### Task details
Your answer should be a faithful copy of the entire listing.

^^^^

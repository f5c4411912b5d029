//! Variables for the typed operations, plus the health payload

use serde::{Deserialize, Serialize};

#[derive(Debug, Clone, Serialize)]
#[serde(rename_all = "camelCase")]
pub struct LoginArgs {
    pub username_email: String,
    /// md5 hex digest of the password.
    pub password_hash: String,
}

#[derive(Debug, Clone, Serialize)]
#[serde(rename_all = "camelCase")]
pub struct LoginRefreshArgs {
    pub refresh_token: String,
}

#[derive(Debug, Clone, Serialize)]
#[serde(rename_all = "camelCase")]
pub struct CreateAccountArgs {
    pub username: String,
    pub email: String,
    pub password_hash: String,
    pub recaptcha_response: String,
}

#[derive(Debug, Clone, Serialize)]
#[serde(rename_all = "camelCase")]
pub struct ChangePasswordArgs {
    pub old_password: String,
    pub new_password: String,
    pub confirm_new_password: String,
}

#[derive(Debug, Clone, Serialize)]
#[serde(rename_all = "camelCase")]
pub struct ResetPasswordArgs {
    pub password_reset_token: String,
    pub new_password: String,
    pub confirm_new_password: String,
}

#[derive(Debug, Clone, Serialize)]
#[serde(rename_all = "camelCase")]
pub struct RequestPasswordResetArgs {
    pub recaptcha_response: String,
    pub email: String,
}

#[derive(Debug, Clone, Serialize)]
#[serde(rename_all = "camelCase")]
pub struct VerifyEmailAddressArgs {
    pub validation_token: String,
}

#[derive(Debug, Clone, Serialize)]
#[serde(rename_all = "camelCase")]
pub struct DeleteAccountRequestArgs {
    pub password_hash: String,
}

#[derive(Debug, Clone, Serialize)]
#[serde(rename_all = "camelCase")]
pub struct FindShowArgs {
    pub show_id: String,
}

#[derive(Debug, Clone, Default, Serialize)]
#[serde(rename_all = "camelCase")]
pub struct SearchShowsArgs {
    #[serde(skip_serializing_if = "Option::is_none")]
    pub search: Option<String>,
    #[serde(skip_serializing_if = "Option::is_none")]
    pub offset: Option<i64>,
    #[serde(skip_serializing_if = "Option::is_none")]
    pub limit: Option<i64>,
    #[serde(skip_serializing_if = "Option::is_none")]
    pub sort: Option<String>,
}

#[derive(Debug, Clone, Serialize)]
#[serde(rename_all = "camelCase")]
pub struct FindEpisodeArgs {
    pub episode_id: String,
}

#[derive(Debug, Clone, Default, Serialize)]
#[serde(rename_all = "camelCase")]
pub struct RecentlyAddedEpisodesArgs {
    #[serde(skip_serializing_if = "Option::is_none")]
    pub limit: Option<i64>,
    #[serde(skip_serializing_if = "Option::is_none")]
    pub offset: Option<i64>,
}

/// Body of `GET /status`.
#[derive(Debug, Clone, PartialEq, Eq, Serialize, Deserialize)]
pub struct ApiHealth {
    pub introspection: bool,
    pub playground: bool,
    /// `"RUNNING"` when the service is up.
    pub status: String,
    pub version: String,
}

^^^^

### Problem solution
repository f5c4411912b5d029
//! Variables for the typed operations, plus the health payload

use serde::{Deserialize, Serialize};

#[derive(Debug, Clone, Serialize)]
#[serde(rename_all = "camelCase")]
pub struct LoginArgs {
    pub username_email: String,
    /// md5 hex digest of the password.
    pub password_hash: String,
}

#[derive(Debug, Clone, Serialize)]
#[serde(rename_all = "camelCase")]
pub struct LoginRefreshArgs {
    pub refresh_token: String,
}

#[derive(Debug, Clone, Serialize)]
#[serde(rename_all = "camelCase")]
pub struct CreateAccountArgs {
    pub username: String,
    pub email: String,
    pub password_hash: String,
    pub recaptcha_response: String,
}

#[derive(Debug, Clone, Serialize)]
#[serde(rename_all = "camelCase")]
pub struct ChangePasswordArgs {
    pub old_password: String,
    pub new_password: String,
    pub confirm_new_password: String,
}

#[derive(Debug, Clone, Serialize)]
#[serde(rename_all = "camelCase")]
pub struct ResetPasswordArgs {
    pub password_reset_token: String,
    pub new_password: String,
    pub confirm_new_password: String,
}

#[derive(Debug, Clone, Serialize)]
#[serde(rename_all = "camelCase")]
pub struct RequestPasswordResetArgs {
    pub recaptcha_response: String,
    pub email: String,
}

#[derive(Debug, Clone, Serialize)]
#[serde(rename_all = "camelCase")]
pub struct VerifyEmailAddressArgs {
    pub validation_token: String,
}

#[derive(Debug, Clone, Serialize)]
#[serde(rename_all = "camelCase")]
pub struct DeleteAccountRequestArgs {
    pub password_hash: String,
}

#[derive(Debug, Clone, Serialize)]
#[serde(rename_all = "camelCase")]
pub struct FindShowArgs {
    pub show_id: String,
}

#[derive(Debug, Clone, Default, Serialize)]
#[serde(rename_all = "camelCase")]
pub struct SearchShowsArgs {
    #[serde(skip_serializing_if = "Option::is_none")]
    pub search: Option<String>,
    #[serde(skip_serializing_if = "Option::is_none")]
    pub offset: Option<i64>,
    #[serde(skip_serializing_if = "Option::is_none")]
    pub limit: Option<i64>,
    #[serde(skip_serializing_if = "Option::is_none")]
    pub sort: Option<String>,
}

#[derive(Debug, Clone, Serialize)]
#[serde(rename_all = "camelCase")]
pub struct FindEpisodeArgs {
    pub episode_id: String,
}

#[derive(Debug, Clone, Default, Serialize)]
#[serde(rename_all = "camelCase")]
pub struct RecentlyAddedEpisodesArgs {
    #[serde(skip_serializing_if = "Option::is_none")]
    pub limit: Option<i64>,
    #[serde(skip_serializing_if = "Option::is_none")]
    pub offset: Option<i64>,
}

/// Body of `GET /status`.
#[derive(Debug, Clone, PartialEq, Eq, Serialize, Deserialize)]
pub struct ApiHealth {
    pub introspection: bool,
    pub playground: bool,
    /// `"RUNNING"` when the service is up.
    pub status: String,
    pub version: String,
}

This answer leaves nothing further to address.